By RICK TAGGART, JANICE RICH and MATT SOPER

When lawmakers pass a new bill, there’s one question we should all ask before we vote: Who’s going to pay for it?

Too often, that question goes unanswered. Across Colorado, local governments are being asked to carry out new state laws — on everything from wildfire codes to building standards — without the funding to make them possible. These are called unfunded mandates, and they’ve quietly become one of the biggest threats to local budgets and the essential services people depend on.

In Mesa County alone, these mandates now cost nearly $10 million each year. Statewide, the total is estimated at more than $360 million — money that could otherwise fund deputies, road repairs, or mental health programs. Instead, it covers the cost of laws the state created but didn’t fund.

Between the three of us, we’ve spent more than four decades serving in local government — as city council members, a mayor, a chairman of a special district board, a county clerk and recorder, and a county treasurer. We’ve balanced budgets and enforced the laws passed under the Gold Dome. We’ve seen firsthand how decisions made in Denver ripple through our communities. And we’ve come to one shared conclusion: Colorado must start paying its own bills.

State law — C.R.S. § 29-1-304.5—is clear: if the state requires a service but doesn’t fund it, local governments don’t have to provide it. That’s not a loophole — it’s a safeguard meant to protect taxpayers from the state shifting its costs onto local shoulders.

So when someone asks whether counties are “picking and choosing” which laws to follow, the truth is this: It’s the state that’s picking and choosing which laws to fund.

From our years in local government, we know how damaging this is. Too often, fiscal notes dismiss the impact on counties and cities with the phrase “minimal impact.” We know that’s not true. Those costs add up — and they fall directly on local taxpayers who already expect us to do more with less.

As members of the Joint Budget Committee and the General Assembly, we’ve pushed for fiscal notes that reflect real-world costs. We’ve urged our budget analysts to pick up the phone, talk to local officials, and understand how state decisions play out in rural communities and small towns. When you do that — when you really listen — you realize these challenges aren’t partisan; they’re practical.
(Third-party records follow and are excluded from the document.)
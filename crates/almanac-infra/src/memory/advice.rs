use async_trait::async_trait;
use tokio::sync::RwLock;

use almanac_core::domain::{Advice, MONTH_NAMES, Month, MonthlyAdvice};
use almanac_core::error::RepoError;
use almanac_core::ports::{AdviceRepository, MonthRepository};

use super::Table;

fn seeded_months() -> Vec<Month> {
    MONTH_NAMES
        .iter()
        .zip(1..)
        .map(|(name, num)| Month {
            id: num as i32,
            num,
            name: name.to_string(),
        })
        .collect()
}

/// The twelve calendar months, as seeded by the migration.
pub struct InMemoryMonthRepository {
    months: Vec<Month>,
}

impl InMemoryMonthRepository {
    pub fn new() -> Self {
        Self {
            months: seeded_months(),
        }
    }
}

impl Default for InMemoryMonthRepository {
    fn default() -> Self {
        Self::new()
    }
}

#[async_trait]
impl MonthRepository for InMemoryMonthRepository {
    async fn find_by_num(&self, num: u32) -> Result<Option<Month>, RepoError> {
        Ok(self.months.iter().find(|m| m.num == num).cloned())
    }

    async fn list_all(&self) -> Result<Vec<Month>, RepoError> {
        Ok(self.months.clone())
    }
}

/// In-memory advice store.
pub struct InMemoryAdviceRepository {
    months: Vec<Month>,
    store: RwLock<Table<Advice>>,
}

impl InMemoryAdviceRepository {
    pub fn new() -> Self {
        Self {
            months: seeded_months(),
            store: RwLock::new(Table::new()),
        }
    }

    fn months_by_num(&self, nums: &[u32]) -> Vec<Month> {
        self.months
            .iter()
            .filter(|m| nums.contains(&m.num))
            .cloned()
            .collect()
    }
}

impl Default for InMemoryAdviceRepository {
    fn default() -> Self {
        Self::new()
    }
}

#[async_trait]
impl AdviceRepository for InMemoryAdviceRepository {
    async fn find_by_id(&self, id: i32) -> Result<Option<Advice>, RepoError> {
        let store = self.store.read().await;
        Ok(store.rows.get(&id).cloned())
    }

    async fn list_by_month(&self, num: u32) -> Result<Vec<MonthlyAdvice>, RepoError> {
        let store = self.store.read().await;
        let advices = store
            .rows
            .values()
            .filter_map(|advice| {
                advice
                    .months
                    .iter()
                    .find(|m| m.num == num)
                    .map(|month| MonthlyAdvice {
                        id: advice.id,
                        detail: advice.detail.clone(),
                        month: month.name.clone(),
                    })
            })
            .collect();
        Ok(advices)
    }

    async fn create(&self, detail: &str, months: &[u32]) -> Result<Vec<Advice>, RepoError> {
        let months = self.months_by_num(months);
        let mut store = self.store.write().await;

        Ok(months
            .into_iter()
            .map(|month| {
                store.insert_with(|id| Advice {
                    id,
                    detail: detail.to_string(),
                    months: vec![month],
                })
            })
            .collect())
    }

    async fn update(
        &self,
        id: i32,
        months: &[u32],
        detail: Option<&str>,
    ) -> Result<Option<Advice>, RepoError> {
        let months = self.months_by_num(months);
        let mut store = self.store.write().await;

        let Some(advice) = store.rows.get_mut(&id) else {
            return Ok(None);
        };
        advice.months = months;
        if let Some(detail) = detail {
            advice.detail = detail.to_string();
        }
        Ok(Some(advice.clone()))
    }

    async fn delete(&self, id: i32) -> Result<(), RepoError> {
        let mut store = self.store.write().await;
        store.rows.remove(&id).map(|_| ()).ok_or(RepoError::NotFound)
    }
}
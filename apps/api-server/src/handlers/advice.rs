//! Monthly advice handlers.

use actix_web::{HttpResponse, web};
use chrono::Datelike;

use almanac_core::domain::{Advice, MonthlyAdvice, parse_month_list, validate_month};
use almanac_core::error::{DomainError, RepoError};
use almanac_shared::ApiResponse;
use almanac_shared::dto::{AdviceResponse, EntityRef, MonthResponse, MonthlyAdviceResponse};

use crate::middleware::error::{AppError, AppResult};
use crate::state::AppState;

fn advice_response(advice: Advice) -> AdviceResponse {
    AdviceResponse {
        id: advice.id,
        detail: advice.detail,
        months: advice
            .months
            .into_iter()
            .map(|m| MonthResponse {
                num: m.num,
                name: m.name,
            })
            .collect(),
    }
}

fn monthly_response(advice: MonthlyAdvice) -> MonthlyAdviceResponse {
    MonthlyAdviceResponse {
        id: advice.id,
        detail: advice.detail,
        name: advice.month,
    }
}

async fn list_for_month(state: &AppState, num: u32) -> AppResult<HttpResponse> {
    let advices: Vec<MonthlyAdviceResponse> = state
        .advices
        .list_by_month(num)
        .await?
        .into_iter()
        .map(monthly_response)
        .collect();

    Ok(HttpResponse::Ok().json(advices))
}

/// GET /api/conseil
pub async fn current_month(state: web::Data<AppState>) -> AppResult<HttpResponse> {
    list_for_month(&state, chrono::Local::now().month()).await
}

/// GET /api/conseil/{month}
pub async fn by_month(state: web::Data<AppState>, path: web::Path<u32>) -> AppResult<HttpResponse> {
    let num = validate_month(path.into_inner()).map_err(|e| match e {
        DomainError::Validation(msg) => AppError::NotFound(msg),
        other => other.into(),
    })?;

    list_for_month(&state, num).await
}

/// POST /api/conseil/{months}/{detail}
pub async fn create(
    state: web::Data<AppState>,
    path: web::Path<(String, String)>,
) -> AppResult<HttpResponse> {
    let (months, detail) = path.into_inner();
    let months = parse_month_list(&months);
    Advice::validate_detail(&detail)?;

    let created = state.advices.create(&detail, &months).await?;
    let ids: Vec<i32> = created.iter().map(|a| a.id).collect();
    tracing::info!(advice_ids = ?ids, months = ?months, "Advice created");

    let message = format!("Advices added: {}", created.len());
    let mut response = if created.is_empty() {
        HttpResponse::Ok()
    } else {
        HttpResponse::Created()
    };
    Ok(response.json(ApiResponse::ok_with_message(
        created
            .into_iter()
            .map(advice_response)
            .collect::<Vec<_>>(),
        message,
    )))
}

/// PUT /api/conseil/{id}/{months}
pub async fn update_months(
    state: web::Data<AppState>,
    path: web::Path<(i32, String)>,
) -> AppResult<HttpResponse> {
    let (id, months) = path.into_inner();
    apply_update(&state, id, &months, None).await
}

/// PUT /api/conseil/{id}/{months}/{detail}
pub async fn update(
    state: web::Data<AppState>,
    path: web::Path<(i32, String, String)>,
) -> AppResult<HttpResponse> {
    let (id, months, detail) = path.into_inner();
    apply_update(&state, id, &months, Some(&detail)).await
}

async fn apply_update(
    state: &AppState,
    id: i32,
    months: &str,
    detail: Option<&str>,
) -> AppResult<HttpResponse> {
    let months = parse_month_list(months);
    if let Some(detail) = detail {
        Advice::validate_detail(detail)?;
    }

    let advice = state
        .advices
        .update(id, &months, detail)
        .await?
        .ok_or(DomainError::NotFound {
            entity_type: "Advice",
            id,
        })?;
    tracing::info!(advice_id = id, months = ?months, "Advice updated");

    let message = format!("Advice months set: {}", advice.months.len());
    Ok(HttpResponse::Ok().json(ApiResponse::ok_with_message(
        advice_response(advice),
        message,
    )))
}

/// DELETE /api/conseil/{id}
pub async fn delete(state: web::Data<AppState>, path: web::Path<i32>) -> AppResult<HttpResponse> {
    let id = path.into_inner();

    match state.advices.delete(id).await {
        Ok(()) => {}
        Err(RepoError::NotFound) => {
            return Err(DomainError::NotFound {
                entity_type: "Advice",
                id,
            }
            .into());
        }
        Err(e) => return Err(e.into()),
    }
    tracing::info!(advice_id = id, "Advice deleted");

    Ok(HttpResponse::Ok().json(ApiResponse::ok_with_message(
        EntityRef { id },
        "Advice deleted",
    )))
}

#[cfg(test)]
mod tests {
    use std::sync::Arc;

    use actix_web::{http::StatusCode, test};
    use serde_json::Value;

    use crate::handlers::test_support::{StubWeatherApi, test_app, test_state};

    #[actix_web::test]
    async fn test_create_filters_invalid_months() {
        let app = test::init_service(test_app(test_state(Arc::new(StubWeatherApi::default())))).await;

        let req = test::TestRequest::post()
            .uri("/api/conseil/3,x,13,4,3/Semer%20les%20pois")
            .to_request();
        let res = test::call_service(&app, req).await;
        assert_eq!(res.status(), StatusCode::CREATED);

        let body: Value = test::read_body_json(res).await;
        let created = body["data"].as_array().unwrap();
        assert_eq!(created.len(), 2);
        assert_eq!(created[0]["detail"], "Semer les pois");
        assert_eq!(created[0]["months"][0]["num"], 3);
        assert_eq!(created[1]["months"][0]["num"], 4);
        assert_ne!(created[0]["id"], created[1]["id"]);
        assert_eq!(body["message"], "Advices added: 2");

        let req = test::TestRequest::get().uri("/api/conseil/4").to_request();
        let listed: Value = test::call_and_read_body_json(&app, req).await;
        assert_eq!(listed[0]["id"], created[1]["id"]);
        assert_eq!(listed[0]["detail"], "Semer les pois");
        assert_eq!(listed[0]["name"], "Avril");
        assert!(listed[0].get("month").is_none());
    }

    #[actix_web::test]
    async fn test_create_without_valid_month() {
        let app = test::init_service(test_app(test_state(Arc::new(StubWeatherApi::default())))).await;

        let req = test::TestRequest::post()
            .uri("/api/conseil/0,13/Tailler")
            .to_request();
        let res = test::call_service(&app, req).await;
        assert_eq!(res.status(), StatusCode::OK);

        let body: Value = test::read_body_json(res).await;
        assert!(body["data"].as_array().unwrap().is_empty());
        assert_eq!(body["message"], "Advices added: 0");
    }

    #[actix_web::test]
    async fn test_updating_one_advice_keeps_its_siblings() {
        let app = test::init_service(test_app(test_state(Arc::new(StubWeatherApi::default())))).await;

        let req = test::TestRequest::post().uri("/api/conseil/3,4/Semer").to_request();
        let created: Value = test::call_and_read_body_json(&app, req).await;
        let march_id = created["data"][0]["id"].as_i64().unwrap();

        let req = test::TestRequest::put()
            .uri(&format!("/api/conseil/{march_id}/6"))
            .to_request();
        let res = test::call_service(&app, req).await;
        assert_eq!(res.status(), StatusCode::OK);

        let req = test::TestRequest::delete()
            .uri(&format!("/api/conseil/{march_id}"))
            .to_request();
        let res = test::call_service(&app, req).await;
        assert_eq!(res.status(), StatusCode::OK);

        let req = test::TestRequest::get().uri("/api/conseil/4").to_request();
        let listed: Value = test::call_and_read_body_json(&app, req).await;
        assert_eq!(listed.as_array().unwrap().len(), 1);
        assert_eq!(listed[0]["id"], created["data"][1]["id"]);
    }

    #[actix_web::test]
    async fn test_update_with_no_valid_month_clears_months() {
        let app = test::init_service(test_app(test_state(Arc::new(StubWeatherApi::default())))).await;

        let req = test::TestRequest::post().uri("/api/conseil/5/Pailler").to_request();
        let created: Value = test::call_and_read_body_json(&app, req).await;
        let id = created["data"][0]["id"].as_i64().unwrap();

        let req = test::TestRequest::put()
            .uri(&format!("/api/conseil/{id}/0,x"))
            .to_request();
        let res = test::call_service(&app, req).await;
        assert_eq!(res.status(), StatusCode::OK);

        let body: Value = test::read_body_json(res).await;
        assert!(body["data"]["months"].as_array().unwrap().is_empty());
        assert_eq!(body["data"]["detail"], "Pailler");
        assert_eq!(body["message"], "Advice months set: 0");

        let req = test::TestRequest::get().uri("/api/conseil/5").to_request();
        let listed: Value = test::call_and_read_body_json(&app, req).await;
        assert!(listed.as_array().unwrap().is_empty());
    }

    #[actix_web::test]
    async fn test_month_out_of_range() {
        let app = test::init_service(test_app(test_state(Arc::new(StubWeatherApi::default())))).await;

        let req = test::TestRequest::get().uri("/api/conseil/13").to_request();
        let res = test::call_service(&app, req).await;
        assert_eq!(res.status(), StatusCode::NOT_FOUND);

        let body: Value = test::read_body_json(res).await;
        assert_eq!(body["detail"], "month number must be between 1 and 12");
    }

    #[actix_web::test]
    async fn test_current_month_lists_array() {
        let app = test::init_service(test_app(test_state(Arc::new(StubWeatherApi::default())))).await;

        let req = test::TestRequest::get().uri("/api/conseil").to_request();
        let res = test::call_service(&app, req).await;
        assert_eq!(res.status(), StatusCode::OK);

        let body: Value = test::read_body_json(res).await;
        assert!(body.as_array().unwrap().is_empty());
    }

    #[actix_web::test]
    async fn test_update_and_delete() {
        let app = test::init_service(test_app(test_state(Arc::new(StubWeatherApi::default())))).await;

        let req = test::TestRequest::post().uri("/api/conseil/1/Planter").to_request();
        let created: Value = test::call_and_read_body_json(&app, req).await;
        let id = created["data"][0]["id"].as_i64().unwrap();

        let req = test::TestRequest::put()
            .uri(&format!("/api/conseil/{id}/6,7"))
            .to_request();
        let updated: Value = test::call_and_read_body_json(&app, req).await;
        assert_eq!(updated["data"]["detail"], "Planter");
        assert_eq!(updated["data"]["months"][0]["num"], 6);

        let req = test::TestRequest::put()
            .uri(&format!("/api/conseil/{id}/8/Arroser"))
            .to_request();
        let updated: Value = test::call_and_read_body_json(&app, req).await;
        assert_eq!(updated["data"]["detail"], "Arroser");

        let req = test::TestRequest::put().uri("/api/conseil/999/8").to_request();
        let res = test::call_service(&app, req).await;
        assert_eq!(res.status(), StatusCode::NOT_FOUND);

        let req = test::TestRequest::delete()
            .uri(&format!("/api/conseil/{id}"))
            .to_request();
        let res = test::call_service(&app, req).await;
        assert_eq!(res.status(), StatusCode::OK);

        let req = test::TestRequest::delete()
            .uri(&format!("/api/conseil/{id}"))
            .to_request();
        let res = test::call_service(&app, req).await;
        assert_eq!(res.status(), StatusCode::NOT_FOUND);
    }
}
Rural counties, in particular, feel this burden most. They have just a few dedicated employees keeping roads safe, running elections, and serving their neighbors. When the state adds new requirements without funding them, something essential gets cut. And when you’ve worked at that level, you understand the frustration of being handed an order without the means to fulfill it.

That’s why nearly 40 counties across Colorado — Democratic, Republican, and independent alike — have joined together under the banner of “Fund It or Fix It.” From Boulder to Baca, Delta to Summit, local governments are united in saying: if the state mandates it, the state should fund it.

This isn’t about party politics. It’s about honest budgeting and responsible governance. It’s about keeping our fiscal house in order so we can continue serving the people of Colorado with integrity and transparency.

To restore trust and fiscal fairness, we’re calling on legislative leaders, fiscal analysts, and local partners to work together. Let’s make fiscal notes accurate and transparent. Let’s review outdated mandates that no longer make sense. And let’s ensure every new law comes with a sustainable funding source.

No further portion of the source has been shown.